== Source information
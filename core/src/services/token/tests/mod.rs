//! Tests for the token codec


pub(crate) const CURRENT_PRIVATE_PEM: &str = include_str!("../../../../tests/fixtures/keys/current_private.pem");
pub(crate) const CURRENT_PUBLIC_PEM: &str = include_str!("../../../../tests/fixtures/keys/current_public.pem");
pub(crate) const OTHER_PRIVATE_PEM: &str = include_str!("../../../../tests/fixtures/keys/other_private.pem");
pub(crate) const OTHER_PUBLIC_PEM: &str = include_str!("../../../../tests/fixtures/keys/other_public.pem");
====
== Source information
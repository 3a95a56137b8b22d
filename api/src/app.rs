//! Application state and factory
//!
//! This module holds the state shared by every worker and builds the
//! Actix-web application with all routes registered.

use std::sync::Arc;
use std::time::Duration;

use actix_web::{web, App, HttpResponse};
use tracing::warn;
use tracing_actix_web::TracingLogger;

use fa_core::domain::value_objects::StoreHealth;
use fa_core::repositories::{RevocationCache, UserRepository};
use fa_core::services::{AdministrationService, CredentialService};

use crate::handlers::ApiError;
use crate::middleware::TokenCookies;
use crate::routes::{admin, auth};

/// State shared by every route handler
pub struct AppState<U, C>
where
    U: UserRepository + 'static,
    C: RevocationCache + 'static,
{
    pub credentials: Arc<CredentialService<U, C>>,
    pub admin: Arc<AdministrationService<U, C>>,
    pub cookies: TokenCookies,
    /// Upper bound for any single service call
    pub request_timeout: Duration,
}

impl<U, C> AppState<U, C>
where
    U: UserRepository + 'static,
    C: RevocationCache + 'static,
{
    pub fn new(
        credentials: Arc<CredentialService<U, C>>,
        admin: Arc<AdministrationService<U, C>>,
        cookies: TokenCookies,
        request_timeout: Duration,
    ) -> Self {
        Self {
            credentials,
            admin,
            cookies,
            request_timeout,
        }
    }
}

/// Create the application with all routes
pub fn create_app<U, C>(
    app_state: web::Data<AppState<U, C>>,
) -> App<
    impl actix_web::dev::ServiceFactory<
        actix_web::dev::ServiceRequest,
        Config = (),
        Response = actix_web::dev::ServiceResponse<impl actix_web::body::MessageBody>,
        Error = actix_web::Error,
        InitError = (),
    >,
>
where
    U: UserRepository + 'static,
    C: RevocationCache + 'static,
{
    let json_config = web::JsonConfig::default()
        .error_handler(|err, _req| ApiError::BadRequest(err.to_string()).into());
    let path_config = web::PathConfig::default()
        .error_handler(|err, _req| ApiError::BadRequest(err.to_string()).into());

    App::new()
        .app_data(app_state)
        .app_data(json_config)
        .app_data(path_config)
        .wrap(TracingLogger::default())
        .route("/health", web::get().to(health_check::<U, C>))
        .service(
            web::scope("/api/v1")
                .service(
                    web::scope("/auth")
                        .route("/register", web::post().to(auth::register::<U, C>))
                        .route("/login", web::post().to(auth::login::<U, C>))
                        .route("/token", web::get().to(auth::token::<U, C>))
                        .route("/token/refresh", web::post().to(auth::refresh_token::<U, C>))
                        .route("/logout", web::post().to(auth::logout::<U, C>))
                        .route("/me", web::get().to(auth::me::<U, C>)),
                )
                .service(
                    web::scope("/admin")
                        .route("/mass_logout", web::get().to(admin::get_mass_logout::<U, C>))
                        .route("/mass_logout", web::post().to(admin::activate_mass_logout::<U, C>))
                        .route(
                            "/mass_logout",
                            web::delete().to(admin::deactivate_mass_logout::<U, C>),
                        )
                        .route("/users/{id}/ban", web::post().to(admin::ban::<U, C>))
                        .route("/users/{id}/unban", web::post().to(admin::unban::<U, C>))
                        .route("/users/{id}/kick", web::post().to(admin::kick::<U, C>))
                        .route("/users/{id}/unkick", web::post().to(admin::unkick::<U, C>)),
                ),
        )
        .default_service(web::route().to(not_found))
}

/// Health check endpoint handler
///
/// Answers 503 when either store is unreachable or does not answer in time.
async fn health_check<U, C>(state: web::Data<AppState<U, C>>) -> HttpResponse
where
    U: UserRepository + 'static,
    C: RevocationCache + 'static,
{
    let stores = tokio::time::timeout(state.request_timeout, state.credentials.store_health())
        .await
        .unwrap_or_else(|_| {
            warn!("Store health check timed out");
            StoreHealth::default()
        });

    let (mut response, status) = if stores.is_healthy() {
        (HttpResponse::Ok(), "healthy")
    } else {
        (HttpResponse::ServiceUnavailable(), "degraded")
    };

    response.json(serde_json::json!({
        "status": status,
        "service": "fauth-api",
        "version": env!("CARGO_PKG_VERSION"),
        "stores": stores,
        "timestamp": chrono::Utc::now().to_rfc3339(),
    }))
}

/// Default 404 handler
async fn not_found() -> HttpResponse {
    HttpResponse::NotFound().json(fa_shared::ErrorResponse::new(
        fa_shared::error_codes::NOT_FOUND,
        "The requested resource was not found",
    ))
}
====
== Source information
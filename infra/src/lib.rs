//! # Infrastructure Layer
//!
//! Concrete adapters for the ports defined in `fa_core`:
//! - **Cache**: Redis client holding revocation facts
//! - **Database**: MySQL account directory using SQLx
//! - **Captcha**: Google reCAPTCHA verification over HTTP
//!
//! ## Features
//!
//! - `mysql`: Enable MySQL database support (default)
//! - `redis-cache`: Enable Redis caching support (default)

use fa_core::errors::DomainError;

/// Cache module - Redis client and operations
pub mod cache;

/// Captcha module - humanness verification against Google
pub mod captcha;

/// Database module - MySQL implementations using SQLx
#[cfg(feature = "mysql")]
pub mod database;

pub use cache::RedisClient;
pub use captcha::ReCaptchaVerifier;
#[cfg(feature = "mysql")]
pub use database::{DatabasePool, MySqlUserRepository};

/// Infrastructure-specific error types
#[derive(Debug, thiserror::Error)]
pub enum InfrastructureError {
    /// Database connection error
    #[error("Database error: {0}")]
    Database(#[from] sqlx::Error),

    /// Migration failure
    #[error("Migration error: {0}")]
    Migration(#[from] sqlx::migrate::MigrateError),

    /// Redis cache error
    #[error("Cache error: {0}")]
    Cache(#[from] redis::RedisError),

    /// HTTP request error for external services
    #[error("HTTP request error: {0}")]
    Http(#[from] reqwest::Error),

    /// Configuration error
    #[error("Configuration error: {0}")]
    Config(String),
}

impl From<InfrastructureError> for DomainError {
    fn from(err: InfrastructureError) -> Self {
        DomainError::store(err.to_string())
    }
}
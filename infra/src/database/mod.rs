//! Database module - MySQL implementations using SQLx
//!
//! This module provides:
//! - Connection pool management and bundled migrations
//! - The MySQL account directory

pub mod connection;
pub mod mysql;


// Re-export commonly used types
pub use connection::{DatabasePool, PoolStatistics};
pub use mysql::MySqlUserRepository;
====
• [What this task involves]: Give only the lines from the one holding "commonly used types" through the one holding "pub use mysql::MySqlUserRepository;", each restated exactly as it appears above.

• [Answer to this problem]:
// Re-export commonly used types
pub use connection::{DatabasePool, PoolStatistics};
pub use mysql::MySqlUserRepository;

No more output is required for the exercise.